Und in der Tat, die Dozenten gaben den jungen Damen allerlei Rezepte: Das Mitarbeiterverhältnis gehört an Stelle einer absolutistischen Führungsmethode oder einer allzu weichen, ungezügelten Kameraderie in den modernen Betrieb. „Die Sekretärin als Mitarbeiterin“, so hörten die Zuhörerinnen von sich reden. Ihr Verantwortungs- und Kompetenzbereich müsse genau festgelegt sein, da nach Meinung des Dozenten das neue Führungsprinzip im Betrieb nur durch die ausdrückliche Delegierung von Verantwortung wirksam werden könne. „Wenn ich tun würde, was mein Chef mir sagt, dann hätte ich bald gar nichts mehr zu tun“, sagte eine von den älteren Damen hinter mir mit lauter Stimme. „Ich sage meinem Chef, was er zu tun hat. Mein Chef ist meine rechte Hand.“

So aber soll es eben nicht mehr, sein, mahnte der Dozent. Sein Jargon erinnerte mitunter an den des Fernsehkochs mit seinem „Guten Tag, meine lieben goldigen Menschen“. Die Sekretärin, so verlangte er, solle nicht mehr „Puffer im Betrieb sein, der den Hohlraum zwischen den einzelnen Kompetenzbereichen labil ausfüllt“. Außerdem müsse verhindert werden, daß sie, wie es so oft der Fall sei, ratlos vor der Frage stünde, ob dieser oder jener Schritt ihren Zuständigkeitsbereich überschreite: „Die Sekretärin gehört zum Führungs- und persönlichen Stab des Chefs. Ob es um Termine, die Postverteilung, selbständige Korrespondenz und Protokollführung geht, um die Handhabung von vertraulichen Akten oder Reisevorbereitungen, ihre Tätigkeit ist Stabsaufgabe. Auf beiden Ebenen, auf der persönlichen und der offiziellen, dafür sorgen, daß der Chef fit ist“ – so, simplifizierte der Dozent, müsse die Arbeit erledigt werden.
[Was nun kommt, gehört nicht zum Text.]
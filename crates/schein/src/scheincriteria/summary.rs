use std::collections::BTreeMap;

use serde::Serialize;
use tracing::warn;

use crate::model::{Student, StudentId};

use super::context::EvaluationContext;
use super::criteria::{CriterionId, CriterionIdentifier, CriterionRecord};
use super::status::StatusBreakdown;

/// Why a criterion could not be evaluated for a student. Counts as not passed.
#[derive(Debug, Clone, PartialEq, Serialize)]
#[serde(rename_all = "camelCase")]
pub struct EvaluationFailure {
    pub identifier: CriterionIdentifier,
    pub passed: bool,
    pub error: String,
}

#[derive(Debug, Clone, PartialEq, Serialize)]
#[serde(untagged)]
pub enum CriterionOutcome {
    Evaluated(StatusBreakdown),
    Failed(EvaluationFailure),
}

/// Entry of [`ScheinCriteriaSummary::scheincriteria_summary`].
#[derive(Debug, Clone, PartialEq, Serialize)]
#[serde(rename_all = "camelCase")]
pub struct CriterionStatus {
    pub id: CriterionId,
    pub name: String,
    #[serde(flatten)]
    pub outcome: CriterionOutcome,
}

impl CriterionStatus {
    pub fn passed(&self) -> bool {
        match &self.outcome {
            CriterionOutcome::Evaluated(breakdown) => breakdown.passed,
            CriterionOutcome::Failed(_) => false,
        }
    }

    pub fn breakdown(&self) -> Option<&StatusBreakdown> {
        match &self.outcome {
            CriterionOutcome::Evaluated(breakdown) => Some(breakdown),
            CriterionOutcome::Failed(_) => None,
        }
    }
}

/// Verdict of all criteria for one student.
#[derive(Debug, Clone, PartialEq, Serialize)]
#[serde(rename_all = "camelCase")]
pub struct ScheinCriteriaSummary {
    pub passed: bool,
    #[serde(rename = "scheinCriteriaSummary")]
    pub scheincriteria_summary: BTreeMap<CriterionId, CriterionStatus>,
}

/// How all students fare on a single criterion.
#[derive(Debug, Clone, PartialEq, Serialize)]
#[serde(rename_all = "camelCase")]
pub struct CriteriaInformation {
    pub id: CriterionId,
    pub name: String,
    pub identifier: CriterionIdentifier,
    pub passed: u32,
    pub not_passed: u32,
    /// Students the criterion could not be evaluated for. Also counted in `not_passed`.
    pub failed: u32,
    /// Number of students per achieved value.
    pub distribution: BTreeMap<String, u32>,
}

/// Runs every stored criterion against students. Holds no state besides the criteria.
pub struct SummaryEngine<'a> {
    criteria: &'a [CriterionRecord],
}

impl<'a> SummaryEngine<'a> {
    pub fn new(criteria: &'a [CriterionRecord]) -> Self {
        Self { criteria }
    }

    /// Every criterion is evaluated even after one has failed. A student passes only if all do.
    pub fn summarize(
        &self,
        student: &Student,
        ctx: &EvaluationContext<'_>,
    ) -> ScheinCriteriaSummary {
        let mut scheincriteria_summary = BTreeMap::new();

        for record in self.criteria {
            let status = evaluate(record, student, ctx);
            scheincriteria_summary.insert(record.id, status);
        }

        ScheinCriteriaSummary {
            passed: scheincriteria_summary.values().all(CriterionStatus::passed),
            scheincriteria_summary,
        }
    }

    pub fn summarize_many<'s, I>(
        &self,
        students: I,
        ctx: &EvaluationContext<'_>,
    ) -> BTreeMap<StudentId, ScheinCriteriaSummary>
    where
        I: IntoIterator<Item = &'s Student>,
    {
        students
            .into_iter()
            .map(|student| (student.id, self.summarize(student, ctx)))
            .collect()
    }
}

fn evaluate(
    record: &CriterionRecord,
    student: &Student,
    ctx: &EvaluationContext<'_>,
) -> CriterionStatus {
    let outcome = match record.criterion.status_breakdown(student, ctx) {
        Ok(breakdown) => CriterionOutcome::Evaluated(breakdown),
        Err(error) => {
            warn!(
                criterion = %record.id,
                student = %student.id,
                %error,
                "criterion could not be evaluated"
            );
            CriterionOutcome::Failed(EvaluationFailure {
                identifier: record.identifier(),
                passed: false,
                error: error.to_string(),
            })
        }
    };

    CriterionStatus {
        id: record.id,
        name: record.name.clone(),
        outcome,
    }
}

/// Aggregates one criterion over `students`.
pub fn criteria_information<'s, I>(
    record: &CriterionRecord,
    students: I,
    ctx: &EvaluationContext<'_>,
) -> CriteriaInformation
where
    I: IntoIterator<Item = &'s Student>,
{
    let mut information = CriteriaInformation {
        id: record.id,
        name: record.name.clone(),
        identifier: record.identifier(),
        passed: 0,
        not_passed: 0,
        failed: 0,
        distribution: BTreeMap::new(),
    };

    for student in students {
        let status = evaluate(record, student, ctx);
        match status.breakdown() {
            Some(breakdown) => {
                *information
                    .distribution
                    .entry(breakdown.achieved.to_string())
                    .or_insert(0) += 1;
                if breakdown.passed {
                    information.passed += 1;
                } else {
                    information.not_passed += 1;
                }
            }
            None => {
                information.failed += 1;
                information.not_passed += 1;
            }
        }
    }

    information
}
Wenn der Chef im falschen Anzug auf einen Empfang geht und rechtzeitig von seiner Sekretärin kritisiert wird; wenn sie in die Lücke im Terminkalender vorsorglich seinen Arztbesuch einplant; wenn sie seinen Reisekoffer kontrolliert und ihm mit der Kaffeekanne aufwartet – dann tut sie es als zum persönlichen (nicht persönlichsten, der Dozent betonte es) Stab des Chefs gehörig. Dem Führungsstab angehören heißt hingegen, „dem Chef beistehen, die ständige Schlacht mit seinen Abteilungsleitern, seinen Fachstäben und mit der Außenwelt zu gewinnen.“ Wie schwierig das in den meisten Fällen ist, machte das Modell einer Gegenüberstellung von beiden, von Chef und Sekretärin, deutlich. Am besten vertrügen sich der „introvertierte“ Chef und die „extrovertierte“ Sekretärin, da sie als die vitalere durch ihre „nach außen getragene Leidenschaftlichkeit den Chef extrovertieren“ könne.